Oloron Sainte-Marie

INAUGURATION DE
LA PLAQUE COMMEMORATIVE
EN HOMMAGE A PIERRE JELIOTE

 

ACTION DE LA MUNICIPALITE D’OLORON SAINTE-MARIE EN HOMMAGE A PIERRE JELIOTE

Depuis qu’elle est aux affaires, l’actuelle Municipalité a plusieurs fois rendu hommage à Pierre Jéliote, premier chanteur connu de l’histoire de l’opéra, d’origine béarnaise et ayant vécu plusieurs années à Oloron.

Une salle de spectacles et de congrès a été inaugurée et baptisée « Espace Jéliote ». Un buste en bronze de Pierre Jéliote a également été réalisé et est situé à proximité de l’Espace Jéliote

Plus récemment, par délibération du 6 octobre 2005, la Municipalité a fait l’acquisition du piano de Jéliote pour un montant de 6 000 €, correspondant à l'évaluation faite par un antiquaire-conseil, afin d’enrichir le patrimoine culturel et historique d'Oloron-Sainte-Marie.

PIERRE JELIOTE : UN ARTISTE BEARNAIS A LA COUR DE LOUIS XV

Pierre de Jéliote est né à Lasseube en avril 1713 et mort à Estos en septembre 1797.

Second des six enfants de Joseph de Jéliote et de Madeleine de Mauco, il est envoyé très jeune à Bétharram où se trouve l’un de ses oncles missionnaires. Grâce au chœur de la chapelle de Lestelle, et sous la direction de l’abbé Pourquier, il prend goût à la musique et est envoyé à 16 ans à Toulouse pour perfectionner son chant à la maîtrise de la cathédrale de Saint-Etienne, pour perfectionner son chant.

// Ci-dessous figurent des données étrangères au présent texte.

#[cfg(test)]
mod tests {
    use super::*;
    use std::collections::VecDeque;

    const SR: f32 = 8_000.0;
    const BLOCK: usize = 64;

    fn engine_with(commands: &[Command]) -> Engine<VecDeque<Command>> {
        Engine::new(SR, commands.iter().copied().collect())
    }

    fn render_seconds(engine: &mut Engine<VecDeque<Command>>, seconds: f64) -> Vec<f32> {
        let blocks = (seconds * SR as f64 / BLOCK as f64).ceil() as usize;
        let mut all = Vec::with_capacity(blocks * BLOCK);
        for _ in 0..blocks {
            let mut block = [0.0f32; BLOCK];
            engine.render_block(&mut block);
            all.extend_from_slice(&block);
        }
        all
    }

    fn peak(buffer: &[f32]) -> f32 {
        buffer.iter().fold(0.0f32, |acc, &s| acc.max(s.abs()))
    }

    #[test]
    fn note_on_makes_sound_and_note_off_ends_it() {
        let mut engine = engine_with(&[Command::NoteOn { note: 12 }]);
        let sounding = render_seconds(&mut engine, 0.1);
        assert!(peak(&sounding) > 0.1);

        engine.handle_command(Command::NoteOff { note: 12 });
        // Organ release is 1 s; after 1.5 s of rendering it must be silent
        let tail = render_seconds(&mut engine, 1.5);
        assert!(peak(&tail[tail.len() - BLOCK..]) < 1e-3);
        assert_eq!(engine.status().active_voices, 0);
    }

    #[test]
    fn recording_and_playback_replays_the_take() {
        let mut engine = engine_with(&[Command::StartRecording]);
        render_seconds(&mut engine, 0.05);

        engine.handle_command(Command::NoteOn { note: 12 });
        engine.handle_command(Command::NoteOff { note: 12 });
        render_seconds(&mut engine, 0.2);
        engine.handle_command(Command::StopRecording);

        let snapshot = engine.take_snapshot().expect("new take available");
        assert_eq!(snapshot.notes.len(), 1);
        assert_eq!(snapshot.notes[0].note, 12);

        // Let the recorded note fade, then play the take back
        render_seconds(&mut engine, 2.0);
        let quiet = render_seconds(&mut engine, 0.05);
        assert!(peak(&quiet) < 1e-3);

        engine.handle_command(Command::Play);
        let playback = render_seconds(&mut engine, 0.2);
        assert!(peak(&playback) > 0.1, "playback must retrigger the note");
    }

    #[test]
    fn looping_replays_until_switched_off() {
        let mut engine = engine_with(&[Command::StartRecording]);
        engine.render_block(&mut [0.0f32; BLOCK]);
        engine.handle_command(Command::NoteOn { note: 20 });
        engine.handle_command(Command::NoteOff { note: 20 });
        render_seconds(&mut engine, 0.3);
        engine.handle_command(Command::StopRecording);

        engine.handle_command(Command::SetLooping(true));
        assert!(engine.status().is_playing);
        assert!(engine.status().is_looping);

        // Still playing after several loop lengths
        render_seconds(&mut engine, 2.0);
        assert!(engine.status().is_playing);

        engine.handle_command(Command::SetLooping(false));
        assert!(!engine.status().is_playing);
    }

    #[test]
    fn patch_selection_changes_waveform_and_envelope() {
        let mut engine = engine_with(&[Command::SetPatch(2)]);
        engine.render_block(&mut [0.0f32; BLOCK]);

        let status = engine.status();
        assert_eq!(status.patch_index, 2);
        assert_eq!(status.waveform, PATCHES[2].waveform);

        // Patch 2 is the pluck: zero sustain, so a held note must ring out
        // on its own, unlike the default organ
        engine.handle_command(Command::NoteOn { note: 12 });
        let audio = render_seconds(&mut engine, 0.5);
        assert!(peak(&audio[..BLOCK * 4]) > 0.1, "pluck onset audible");
        assert!(
            peak(&audio[audio.len() - BLOCK..]) < 1e-3,
            "zero-sustain patch must decay while the key is held"
        );
    }

    #[test]
    fn full_pool_drops_the_new_note_instead_of_cutting_a_held_key() {
        let mut engine = engine_with(&[]);
        for note in 0..NUM_VOICES as u8 {
            engine.handle_command(Command::NoteOn { note });
            engine.render_block(&mut [0.0f32; BLOCK]);
        }
        assert_eq!(engine.status().active_voices, NUM_VOICES as u8);

        // Every voice is held; a ninth key has nowhere to go
        engine.handle_command(Command::NoteOn { note: 30 });
        engine.render_block(&mut [0.0f32; BLOCK]);

        assert_eq!(engine.status().active_voices, NUM_VOICES as u8);
        assert!(engine.voices.iter().all(|v| v.note() != 30));
        let audio = render_seconds(&mut engine, 0.05);
        assert!(peak(&audio) > 0.1, "held notes must keep sounding");
    }

    #[test]
    fn steals_the_oldest_releasing_voice_when_none_are_free() {
        let mut engine = engine_with(&[]);
        // A block between note-ons gives every voice a distinct age
        for note in 0..NUM_VOICES as u8 {
            engine.handle_command(Command::NoteOn { note });
            engine.render_block(&mut [0.0f32; BLOCK]);
        }

        // Two keys come up; the voice for note 2 started first, so it is
        // the older of the two releasing voices
        engine.handle_command(Command::NoteOff { note: 2 });
        engine.handle_command(Command::NoteOff { note: 5 });
        engine.render_block(&mut [0.0f32; BLOCK]);

        engine.handle_command(Command::NoteOn { note: 30 });
        engine.render_block(&mut [0.0f32; BLOCK]);

        assert!(engine
            .voices
            .iter()
            .any(|v| v.note() == 30 && v.state() == VoiceState::Active));
        assert!(engine.voices.iter().all(|v| v.note() != 2), "oldest releasing voice stolen");
        assert!(engine
            .voices
            .iter()
            .any(|v| v.note() == 5 && v.state() == VoiceState::Releasing));
        assert_eq!(engine.status().active_voices, NUM_VOICES as u8);
    }

    #[test]
    fn new_notes_pick_up_the_current_waveform() {
        let mut engine = engine_with(&[Command::NoteOn { note: 12 }]);
        let sine = render_seconds(&mut engine, 0.05);
        engine.handle_command(Command::AllNotesOff);
        render_seconds(&mut engine, 1.5);

        engine.handle_command(Command::SetWaveform(Waveform::Square));
        engine.handle_command(Command::NoteOn { note: 12 });
        let square = render_seconds(&mut engine, 0.05);

        // Organ sustain holds full level, so a square note pins every sample
        // to the rails while the sine sweeps through zero
        assert!(square.iter().all(|&s| s.abs() > 0.99));
        assert!(sine.iter().any(|&s| s.abs() < 0.2));
        assert!(sine
            .iter()
            .zip(&square)
            .any(|(a, b)| (a - b).abs() > 0.5));
    }

    #[test]
    fn effect_toggles_show_up_in_status() {
        let mut engine = engine_with(&[
            Command::EnableDelay(true),
            Command::SetDelayTime(0.25),
            Command::EnableReverb(true),
        ]);
        engine.render_block(&mut [0.0f32; BLOCK]);

        let status = engine.status();
        assert!(status.delay_on);
        assert!(status.reverb_on);
        assert!(!status.chorus_on);
        assert!((status.delay_time - 0.25).abs() < 1e-6);
    }

    #[test]
    fn chord_uses_one_voice_per_note() {
        let mut engine = engine_with(&[
            Command::NoteOn { note: 12 },
            Command::NoteOn { note: 16 },
            Command::NoteOn { note: 19 },
        ]);
        engine.render_block(&mut [0.0f32; BLOCK]);
        assert_eq!(engine.status().active_voices, 3);
    }

    #[test]
    fn metronome_toggle_ticks_and_tempo_changes() {
        let mut engine = engine_with(&[Command::ToggleMetronome, Command::SetBpm(240)]);
        let audio = render_seconds(&mut engine, 0.6);

        // 240 BPM at 8 kHz: ticks every 2000 samples, so a 0.6 s span holds
        // at least two tick onsets
        let status = engine.status();
        assert!(status.metronome_on);
        assert_eq!(status.bpm, 240);
        assert!(peak(&audio[..200]) > 0.1);
        assert!(peak(&audio[2_000..2_200]) > 0.1);
    }
}
use crate::MAX_DELAY_SAMPLES;

/// Circular delay line, pre-allocated at the maximum supported length.
///
/// Reads are expressed as "n samples ago" relative to the write head. The
/// interpolated read exists for the chorus, whose delay time is swept by an
/// LFO between sample positions.
pub struct DelayLine {
    buffer: Vec<f32>,
    write_pos: usize,
}

impl DelayLine {
    pub fn new() -> Self {
        Self {
            buffer: vec![0.0; MAX_DELAY_SAMPLES],
            write_pos: 0,
        }
    }

    pub fn write(&mut self, sample: f32) {
        self.buffer[self.write_pos] = sample;
        self.write_pos = (self.write_pos + 1) % MAX_DELAY_SAMPLES;
    }

    /// The sample written `delay_samples` writes ago.
    pub fn read(&self, delay_samples: usize) -> f32 {
        let delay_samples = delay_samples.clamp(1, MAX_DELAY_SAMPLES - 1);
        let read_pos = (self.write_pos + MAX_DELAY_SAMPLES - delay_samples) % MAX_DELAY_SAMPLES;
        self.buffer[read_pos]
    }

    /// Linearly interpolated read at a fractional delay.
    pub fn read_interpolated(&self, delay_samples: f32) -> f32 {
        let delay_samples = delay_samples.clamp(1.0, (MAX_DELAY_SAMPLES - 2) as f32);
        let whole = delay_samples.floor() as usize;
        let frac = delay_samples - whole as f32;

        let a = self.read(whole);
        let b = self.read(whole + 1);
        a * (1.0 - frac) + b * frac
    }

    pub fn reset(&mut self) {
        self.buffer.fill(0.0);
        self.write_pos = 0;
    }
}

impl Default for DelayLine {
    fn default() -> Self {
        Self::new()
    }
}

Remarqué par le compositeur Colin de Blamont, surintendant de la musique en France, il est amené à partir pour Paris où il est hébergé chez le frère de l’abbé Pourquier.

Il s’introduit dans la société et interprète le 1er octobre 1733, dans le domaine de Passy du fermier général M. de la Poplinière, le rôle de l’Amour dans Hippolyte et Aricie de Jean-Baptiste Rameau. En 1735, il joue dans Les Indes Galantes du même compositeur, œuvre dans laquelle il est particulièrement remarqué par Boissy qui en dit alors : « Ah ! C’est un Dieu qui chante ». Il participe ensuite aux concerts particuliers de la Reine, compose des motets pour Mme de Pompadour à qui il donne des leçons de chant et de musique et, à l'occasion du mariage du Dauphin (futur Louis XVI), il compose une comédie-ballet de trois actes intitulée Zélisca ou l’art de la nature.

Jéliote devient alors le maître de la scène française pendant 22 ans. La cour, notamment la duchesse de la Vallière et Mme de Jully succombe à son charme malgré son physique peu avenant. Voltaire admire « les accents dont l’aisé Jéliote à su charmer nos sens » et Rousseau fait un véritable éloge sur ses talents de chanteur et de musicien. Le 15 mars 1755, il crée le rôle de Daphnis dans la pastorale languedocienne de Modaville et paraît, pour la dernière fois, à l’opéra.

Pendant les dix années qui suivent, il reste à Paris et est toujours invité à la Cour de Louis XV et dans les salons des princes et seigneurs, ce qui ne l’empêche pas de venir se reposer trois mois par an en Béarn, où il a sa famille.

A la fin de l’année 1779, il quitte la Place des Victoires à Paris et décide de s’établir à Oloron Sainte-Marie. Une pension de retraite lui avait été accordée un peu plus tôt en considération de ses services en qualité de « Vétéran de la Musique du Roi ». Il passe les dernières années de sa vie à Estos, chez sa nièce Thérèse de Fondeire mariée à Jean-Pierre de Mauco. Il fait d’elle sa légataire universelle et décède le 13 septembre 1797 non sans avoir assisté au mariage de sa petite nièce.

JELIOTE ET MOZART

L’histoire veut que Pierre Jéliote ait rencontré Wolfgang Amadeus Mozart à la Cour quand ce dernier était enfant. Ils auraient joué de la musique ensemble. Un tableau, conservé au Musée de Versailles, en atteste. L’occasion pour la Municipalité de rendre hommage à Jéliote à l’occasion du 250ème anniversaire de la naissance de Mozart, en apposant une plaque commémorative sur la demeure où vécut Pierre Jéliote, actuellement habitée par Mme et M. CEBOLLERO, au 1 rue Jéliote, sur la Commune d’Oloron Sainte-Marie.